Confusing replies on YouTube

From time to time, I will check what posts have shown up on my YouTube videos (the ones also posted in this blog) to see if there are any comments that I should respond to. The last two comments left were related to stuttering. One guy asked if people have psychological effects from SD. He said he didn't think it was such a big deal, as he is a stutterer, and some people who stutter feel afraid to go out into public and even commit suicide. I was a bit baffled about what kind of response to give. First of all, I found it incredibly offensive he was playing the "my problem is worse than yours" game. I've been a stutterer, too, but not nearly to the degree that some people are. I still stutter occasionally. Although I found the original comment a bit inflammatory, I politely explained to him that perhaps before assuming that SD isn't "a big deal" he should read stories from people who have it. I explained that it is an incurable neurological disorder that is considered a disability. His following reply was "Yeah, you're right. this is a big deal, compared to stuttering, since you guys can talk and we can't correct? (rolls eyes)." I'm not entirely sure he even listened to this particular video, at least all of it, because my voice cuts out terribly while I am reading the book. Sometimes we can't talk. I have my husband order for me when we go out to restaurants. I try not to put myself into situations where I can't be heard, like a concert.

A second person made a comment about stuttering. He was not nearly as aggressive. He asked if stuttering was a symptom, and he said he didn't know why people make a big deal about SD, as people who stutter have hard times too. I explained that no, stuttering is not a symptom. What he is hearing is my vocal cords being pulled apart, but I have had issues with stuttering in the past.
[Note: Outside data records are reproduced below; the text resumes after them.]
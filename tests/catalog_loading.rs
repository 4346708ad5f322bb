use brandgraph::catalog::load_catalog;
use brandgraph::config::CatalogConfig;
use brandgraph::{Config, ErrorKind, SocialNetwork};
use std::io::Write;
use tempfile::NamedTempFile;

const CATALOG: &str = "\
brandZero,brandOne,brandTwo
0,1,0
1,0,0
0,0,0
";

fn catalog_file(contents: &str) -> NamedTempFile {
    let mut file = NamedTempFile::new().expect("temp file");
    write!(file, "{}", contents).expect("write catalog");
    file
}

#[test]
fn loads_catalog_from_disk() {
    let file = catalog_file(CATALOG);
    let catalog = load_catalog(file.path(), 3).unwrap();
    assert_eq!(catalog.names(), &["brandZero", "brandOne", "brandTwo"]);
    assert!(catalog.is_similar(0, 1));
    assert!(!catalog.is_similar(1, 2));
}

#[test]
fn missing_file_is_an_io_error() {
    let dir = tempfile::tempdir().unwrap();
    let err = load_catalog(dir.path().join("absent.txt"), 3).unwrap_err();
    assert_eq!(err.kind(), ErrorKind::Io);
}

#[test]
fn size_mismatch_is_rejected() {
    let file = catalog_file(CATALOG);
    let err = load_catalog(file.path(), 4).unwrap_err();
    assert_eq!(err.error_code(), "CATALOG_FORMAT");
}

#[test]
fn network_from_config() {
    let file = catalog_file(CATALOG);
    let config = Config {
        catalog: CatalogConfig {
            path: Some(file.path().to_path_buf()),
            size: 3,
        },
        ..Config::default()
    };

    let mut net = SocialNetwork::from_config(&config).unwrap();
    net.create_user("amy").unwrap();
    net.follow_brand("amy", "brandZero").unwrap();
    assert_eq!(net.follow_suggested_brands("amy", 1).unwrap(), 1);
    assert!(net.user("amy").unwrap().follows("brandOne"));
}

#[test]
fn config_file_points_at_catalog() {
    let catalog = catalog_file(CATALOG);
    let mut config_file = NamedTempFile::new().unwrap();
    writeln!(config_file, "[catalog]").unwrap();
    writeln!(config_file, "path = {:?}", catalog.path().display().to_string()).unwrap();
    writeln!(config_file, "size = 3").unwrap();

    let config = Config::from_file(config_file.path()).unwrap();
    let net = SocialNetwork::from_config(&config).unwrap();
    assert_eq!(net.catalog().len(), 3);
}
I also stated that people aren't making a big enough deal out of SD because it's very little-known.

I shouldn't be too angry about this, but I just don't understand making posts on videos about how much worse your disability is than the person who posted the video. Does it matter? Not once did I claim that stuttering wasn't a problem. However, it's a problem faced by many more people than SD (millions compared to about 50,000), and it is something that is a well-known issue. SD is not, and the point of the videos was to bring awareness.
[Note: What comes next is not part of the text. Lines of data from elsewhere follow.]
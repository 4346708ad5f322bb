//! User Directory
//!
//! The registry of every user on the platform. The directory exclusively owns
//! each [`User`]; friendships are stored by name on both endpoints, so removing
//! a user is a matter of scrubbing that name from the other friend lists.

use tracing::debug;

use super::edge_list::{EdgeKey, OrderedEdgeList};
use crate::catalog::BrandCatalog;
use crate::error::{Error, Result};

/// A registered user with ordered friend and followed-brand lists
#[derive(Debug, Clone)]
pub struct User {
    name: String,
    friends: OrderedEdgeList<String>,
    brands: OrderedEdgeList<String>,
}

impl EdgeKey for User {
    fn edge_key(&self) -> &str {
        &self.name
    }
}

impl User {
    fn new(name: &str) -> Self {
        Self {
            name: name.to_string(),
            friends: OrderedEdgeList::new(),
            brands: OrderedEdgeList::new(),
        }
    }

    pub fn name(&self) -> &str {
        &self.name
    }

    /// Friend names in ascending order
    pub fn friends(&self) -> impl Iterator<Item = &str> + '_ {
        self.friends.keys()
    }

    /// Followed brand names in ascending order
    pub fn brands(&self) -> impl Iterator<Item = &str> + '_ {
        self.brands.keys()
    }

    pub fn friend_count(&self) -> usize {
        self.friends.len()
    }

    pub fn brand_count(&self) -> usize {
        self.brands.len()
    }

    pub fn is_friend(&self, name: &str) -> bool {
        self.friends.contains(name)
    }

    pub fn follows(&self, brand: &str) -> bool {
        self.brands.contains(brand)
    }
}

/// Registry of all users, ordered by name
#[derive(Debug, Clone, Default)]
pub struct UserDirectory {
    users: OrderedEdgeList<User>,
}

impl UserDirectory {
    pub fn new() -> Self {
        Self::default()
    }

    pub fn len(&self) -> usize {
        self.users.len()
    }

    pub fn is_empty(&self) -> bool {
        self.users.is_empty()
    }

    pub fn contains(&self, name: &str) -> bool {
        self.users.contains(name)
    }

    pub fn user(&self, name: &str) -> Option<&User> {
        self.users.get(name)
    }

    /// All users in ascending name order
    pub fn users(&self) -> impl Iterator<Item = &User> + '_ {
        self.users.iter()
    }

    /// Look up a registered user, failing with `NotFound`
    pub fn require(&self, name: &str) -> Result<&User> {
        self.users
            .get(name)
            .ok_or_else(|| Error::not_found("user", name))
    }

    /// Register a new user with no friends and no followed brands
    pub fn create_user(&mut self, name: &str) -> Result<&User> {
        if name.is_empty() {
            return Err(Error::invalid_argument("user name must not be empty"));
        }
        if !self.users.insert(User::new(name)) {
            debug!(user = name, "Rejected duplicate user");
            return Err(Error::already_exists("user", name));
        }
        debug!(user = name, "Created user");
        self.require(name)
    }

    /// Remove a user and every friendship that points at them.
    ///
    /// Nothing here can fail once the user is known to be registered, so the
    /// cascade always runs to completion.
    pub fn delete_user(&mut self, name: &str) -> Result<()> {
        self.require(name)?;

        for other in self.users.iter_mut() {
            if other.name != name {
                other.friends.remove(name);
            }
        }
        // Dropping the record releases its own friend and brand lists.
        self.users.remove(name);

        debug!(user = name, "Deleted user");
        Ok(())
    }

    /// Befriend two distinct users, recording the edge on both sides
    pub fn add_friend(&mut self, a: &str, b: &str) -> Result<()> {
        let user_a = self.require(a)?;
        let user_b = self.require(b)?;
        if a == b {
            return Err(Error::invalid_argument(format!(
                "user '{}' cannot befriend themself",
                a
            )));
        }
        // Either side alone counts, so a half-linked pair is never extended.
        if user_a.is_friend(b) || user_b.is_friend(a) {
            return Err(Error::already_exists("friendship", format!("{a}/{b}")));
        }

        self.link(a, b);
        debug!(user = a, friend = b, "Added friendship");
        Ok(())
    }

    /// Remove a mutual friendship from both sides
    pub fn remove_friend(&mut self, a: &str, b: &str) -> Result<()> {
        let user_a = self.require(a)?;
        let user_b = self.require(b)?;
        if !user_a.is_friend(b) || !user_b.is_friend(a) {
            return Err(Error::not_found("friendship", format!("{a}/{b}")));
        }

        if let Some(user) = self.users.get_mut(a) {
            user.friends.remove(b);
        }
        if let Some(user) = self.users.get_mut(b) {
            user.friends.remove(a);
        }
        debug!(user = a, friend = b, "Removed friendship");
        Ok(())
    }

    /// Follow a brand that exists in `catalog`
    pub fn follow_brand(&mut self, catalog: &BrandCatalog, user: &str, brand: &str) -> Result<()> {
        if self.require(user)?.follows(brand) {
            return Err(Error::already_exists("brand follow", format!("{user}->{brand}")));
        }
        if !catalog.contains(brand) {
            return Err(Error::invalid_argument(format!("unknown brand '{}'", brand)));
        }

        self.insert_brand(user, brand);
        debug!(user, brand, "Followed brand");
        Ok(())
    }

    /// Stop following a brand
    pub fn unfollow_brand(
        &mut self,
        catalog: &BrandCatalog,
        user: &str,
        brand: &str,
    ) -> Result<()> {
        let record = self.require(user)?;
        if !catalog.contains(brand) {
            return Err(Error::invalid_argument(format!("unknown brand '{}'", brand)));
        }
        if !record.follows(brand) {
            return Err(Error::not_found("brand follow", format!("{user}->{brand}")));
        }

        if let Some(record) = self.users.get_mut(user) {
            record.brands.remove(brand);
        }
        debug!(user, brand, "Unfollowed brand");
        Ok(())
    }

    /// Number of users present in both friend lists
    pub fn mutual_friends(&self, a: &str, b: &str) -> Result<usize> {
        let user_a = self.require(a)?;
        let user_b = self.require(b)?;
        Ok(user_a.friends().filter(|f| user_b.is_friend(f)).count())
    }

    // Both endpoints must be registered; callers check before linking.
    pub(crate) fn link(&mut self, a: &str, b: &str) {
        if let Some(user) = self.users.get_mut(a) {
            user.friends.insert(b.to_string());
        }
        if let Some(user) = self.users.get_mut(b) {
            user.friends.insert(a.to_string());
        }
    }

    pub(crate) fn insert_brand(&mut self, user: &str, brand: &str) -> bool {
        self.users
            .get_mut(user)
            .map(|record| record.brands.insert(brand.to_string()))
            .unwrap_or(false)
    }
}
My voice is so-so right now. I'm over my cold, so I don't have that bothering me as much. I did make another video, which I will be posting here soon. Followers of this blog already know much of this information, but those who have only seen my videos do not. I guess you can view the video as a kind of refresher.

5 comments:

Greg said...

As a stutterer myself (as well as a speech pathologist), please let me apologize on behalf of my (stuttering) people. That (stuttering) guy that commented or contacted you re: SD--I don't even know where to begin. The words like "ignorant" or "inappropriate" does not even begin to express his emotional and intellectual status. He was 100% in the wrong for both his actions and his perspective.

Greg
http://Stuttering.me

Arwyn Y. said...

Wow Greg, that was a fast reply! I was probably editing when you commented. I tried not to sound too aggressive, as that is not the point of the blog.

Thank you for your comment. As stated, I have a slight stutter myself, which really only comes out when I am nervous or angry. I comment on this a little bit in my next video. My issues are normally with drawing out the s or repeating the same first syllable multiple times, and it mostly happens with "I."

I know that the person who commented is not representative of everyone with a stutter or a disability, but it's a bit disheartening to have such a reply on something I posted trying to help people or bring awareness to. On another video I had a guy post, "I have acne," but that post mostly elicited my rolling my eyes :).

Unknown said...

I think stuttering and SD have much more in common than differences. And I also think that the proximity between the two disorders should be further investigated.

Great insights may emerge from neurocientific research that doesn't underestimate the unequivocal interfaces between these two conditions.

dotsowerby said...

I just wanted to see if you were aware of:

National Spasmodic Dysphonia Association
300 Park Boulevard Suite 301
Itasca, IL 60143

E-mail: NSDA@dysphonia.org

Phone: 800-795-NSDA (6732)

Website: www.dysphonia.org

I have had this disorder for 25 years, please email me for more info. dot

Trisha said...

Wow - insteresting. As for someone talking about a disorder when they don't have it or understand it . . . I agree with Greg - "ignorant." As you well know, there are HUGE psychological issues for peopel who have SD. Hang in there!